Phosphorylation of the AMPA receptor GluR1 subunit is required for synaptic plasticity and retention of spatial memory

Hey-Kyoung Lee, Kogo Takamiya, Jung Soo Han, Hengye Man, Chong Hyun Kim, Gavin Rumbaugh, Sandy Yu, Lin Ding, Chun He, Ronald S. Petralia, Robert J. Wenthold, Michela Gallagher, Richard L Huganir

Research output: Contribution to journalArticle

Abstract

Plasticity of the nervous system is dependent on mechanisms that regulate the strength of synaptic transmission.
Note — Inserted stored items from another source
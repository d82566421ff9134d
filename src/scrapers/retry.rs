//! Whole-page retry with refresh-and-restart recovery.
//!
//! Transient DOM failures (stale handles, missing elements, intercepted
//! clicks, panels that never collapse) reload the page and restart it from
//! the first row, discarding partial progress. After `retry_count` restarts
//! the next transient failure is fatal for the page.

use std::time::Duration;

use tracing::{debug, error, info, warn};

use super::error::PageError;
use super::extract::layout::TABLE_READY_SELECTOR;
use super::extract::{extract_rows, ExtractError};
use super::session::{PageSession, SessionError, SessionProvider};
use crate::config::TimingConfig;
use crate::models::{PageResult, PageTask, Record};

/// Timeouts and retry budget for one page.
#[derive(Debug, Clone, Copy, PartialEq, Eq)]
pub struct RetryPolicy {
    /// Restarts allowed before a transient failure becomes fatal.
    pub retry_count: u32,
    /// Wait for the results table to render.
    pub page_wait: Duration,
    /// Wait for the pagination control during discovery.
    pub pagination_wait: Duration,
    /// Wait for a row's detail panel to render or collapse.
    pub field_wait: Duration,
    /// Pause after a reload before restarting.
    pub restart_pause: Duration,
}

impl Default for RetryPolicy {
    fn default() -> Self {
        Self::from(&TimingConfig::default())
    }
}

impl From<&TimingConfig> for RetryPolicy {
    fn from(timing: &TimingConfig) -> Self {
        Self {
            retry_count: timing.retry_count,
            page_wait: Duration::from_secs(timing.page_wait_secs),
            pagination_wait: Duration::from_secs(timing.pagination_wait_secs),
            field_wait: Duration::from_secs(timing.field_wait_secs),
            restart_pause: Duration::from_secs(timing.restart_pause_secs),
        }
    }
}

impl RetryPolicy {
    /// Total attempts a page may consume, including the first.
    pub fn max_attempts(&self) -> u32 {
        self.retry_count + 1
    }
}

/// One pass over the loaded page. `None` when the table never rendered.
async fn attempt(
    session: &mut dyn PageSession,
    task: &PageTask,
    policy: &RetryPolicy,
) -> Result<Option<Vec<Record>>, ExtractError> {
    if !session
        .wait_for(TABLE_READY_SELECTOR, policy.page_wait)
        .await?
    {
        return Ok(None);
    }
    extract_rows(session, task, policy.field_wait)
        .await
        .map(Some)
}

/// Extract a loaded page, restarting on transient failures.
pub async fn extract_with_retry(
    session: &mut dyn PageSession,
    task: &PageTask,
    policy: &RetryPolicy,
) -> Result<PageResult, PageError> {
    let mut restarts: u32 = 0;

    loop {
        let outcome = match attempt(&mut *session, task, policy).await {
            Ok(Some(records)) => return Ok(PageResult::new(task.page_number, records)),
            Ok(None) if restarts == 0 => {
                warn!(
                    "{} page {}: no results table after {:?}, treating page as empty",
                    task.job_id, task.page_number, policy.page_wait
                );
                return Ok(PageResult::empty(task.page_number));
            }
            // A table that rendered before but not after a reload is flakiness, not an empty page.
            Ok(None) => ExtractError::Session(SessionError::NoSuchElement(
                TABLE_READY_SELECTOR.to_string(),
            )),
            Err(e) => e,
        };

        if !outcome.is_transient() {
            error!(
                "{} page {}: fatal extraction error: {}",
                task.job_id, task.page_number, outcome
            );
            return Err(match outcome {
                ExtractError::Session(cause) => PageError::Session {
                    job_id: task.job_id.clone(),
                    page: task.page_number,
                    cause,
                },
                cause => PageError::Extraction {
                    job_id: task.job_id.clone(),
                    page: task.page_number,
                    cause,
                },
            });
        }

        if restarts >= policy.retry_count {
            error!(
                "{} page {}: retries exhausted after {} attempts: {}",
                task.job_id,
                task.page_number,
                restarts + 1,
                outcome
            );
            return Err(PageError::RetriesExhausted {
                job_id: task.job_id.clone(),
                page: task.page_number,
                attempts: restarts + 1,
                cause: outcome,
            });
        }

        restarts += 1;
        error!(
            "{} page {}: {} (restart {}/{})",
            task.job_id, task.page_number, outcome, restarts, policy.retry_count
        );

        session.reload().await.map_err(|cause| PageError::Session {
            job_id: task.job_id.clone(),
            page: task.page_number,
            cause,
        })?;
        tokio::time::sleep(policy.restart_pause).await;
    }
}

/// Open a session for `task`, extract it, and close the session on every path.
pub async fn run_page_task(
    provider: &dyn SessionProvider,
    task: &PageTask,
    policy: &RetryPolicy,
) -> Result<PageResult, PageError> {
    let started = std::time::Instant::now();
    info!("{} page {}: starting", task.job_id, task.page_number);

    let mut session = provider
        .open(&task.url)
        .await
        .map_err(|cause| PageError::Session {
            job_id: task.job_id.clone(),
            page: task.page_number,
            cause,
        })?;

    let result = extract_with_retry(session.as_mut(), task, policy).await;

    if let Err(e) = session.close().await {
        debug!(
            "{} page {}: failed to close session: {}",
            task.job_id, task.page_number, e
        );
    }

    if let Ok(page) = &result {
        info!(
            "{} page {}: {} records in {:.2}s",
            task.job_id,
            task.page_number,
            page.len(),
            started.elapsed().as_secs_f64()
        );
    }
    result
}
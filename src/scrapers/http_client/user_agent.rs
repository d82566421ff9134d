//! User agent handling for API requests and browser pages.

pub const USER_AGENT: &str = "labharvest/0.3 (race results research)";

/// Desktop Chrome user agents. The browser session drives Chrome, so it
/// only ever claims to be Chrome.
pub const IMPERSONATE_USER_AGENTS: &[&str] = &[
    "Mozilla/5.0 (Macintosh; Intel Mac OS X 10_15_7) AppleWebKit/537.36 (KHTML, like Gecko) Chrome/131.0.0.0 Safari/537.36",
    "Mozilla/5.0 (Windows NT 10.0; Win64; x64) AppleWebKit/537.36 (KHTML, like Gecko) Chrome/131.0.0.0 Safari/537.36",
    "Mozilla/5.0 (X11; Linux x86_64) AppleWebKit/537.36 (KHTML, like Gecko) Chrome/131.0.0.0 Safari/537.36",
];

/// Pick one of the impersonation user agents.
pub fn random_user_agent() -> &'static str {
    use std::time::SystemTime;
    let nanos = SystemTime::now()
        .duration_since(SystemTime::UNIX_EPOCH)
        .map(|d| d.as_nanos() as usize)
        .unwrap_or(0);
    IMPERSONATE_USER_AGENTS[nanos % IMPERSONATE_USER_AGENTS.len()]
}

/// Resolve user agent from config value.
/// - None => `fallback`
/// - "impersonate" => random Chrome user agent
/// - other => custom user agent string
pub fn resolve_user_agent(config: Option<&str>, fallback: &str) -> String {
    match config {
        None => fallback.to_string(),
        Some("impersonate") => random_user_agent().to_string(),
        Some(custom) => custom.to_string(),
    }
}

#[cfg(test)]
mod tests {
    use super::*;

    #[test]
    fn resolve_defaults_to_fallback() {
        assert_eq!(resolve_user_agent(None, USER_AGENT), USER_AGENT);
    }

    #[test]
    fn resolve_impersonate_picks_chrome() {
        let ua = resolve_user_agent(Some("impersonate"), USER_AGENT);
        assert!(ua.contains("Chrome/"));
        assert!(IMPERSONATE_USER_AGENTS.contains(&ua.as_str()));
    }

    #[test]
    fn resolve_custom() {
        assert_eq!(resolve_user_agent(Some("MyBot/1.0"), USER_AGENT), "MyBot/1.0");
    }
}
Excitatory synapses in the brain undergo long-term potentiation (LTP) and long-term depression (LTD), cellular models of learning and memory. Protein phosphorylation is required for the induction of many forms of synaptic plasticity, including LTP and LTD. However, the critical kinase substrates that mediate plasticity have not been identified. We previously reported that phosphorylation of the GluR1 subunit of AMPA receptors, which mediate rapid excitatory transmission in the brain, is modulated during LTP and LTD. To test if GluR1 phosphorylation is necessary for plasticity and learning and memory, we generated mice with knockin mutations in the GluR1 phosphorylation sites. The phosphomutant mice show deficits in LTD and LTP and have memory defects in spatial learning tasks. These results demonstrate that phosphorylation of GluR1 is critical for LTD and LTP expression and the retention of memories.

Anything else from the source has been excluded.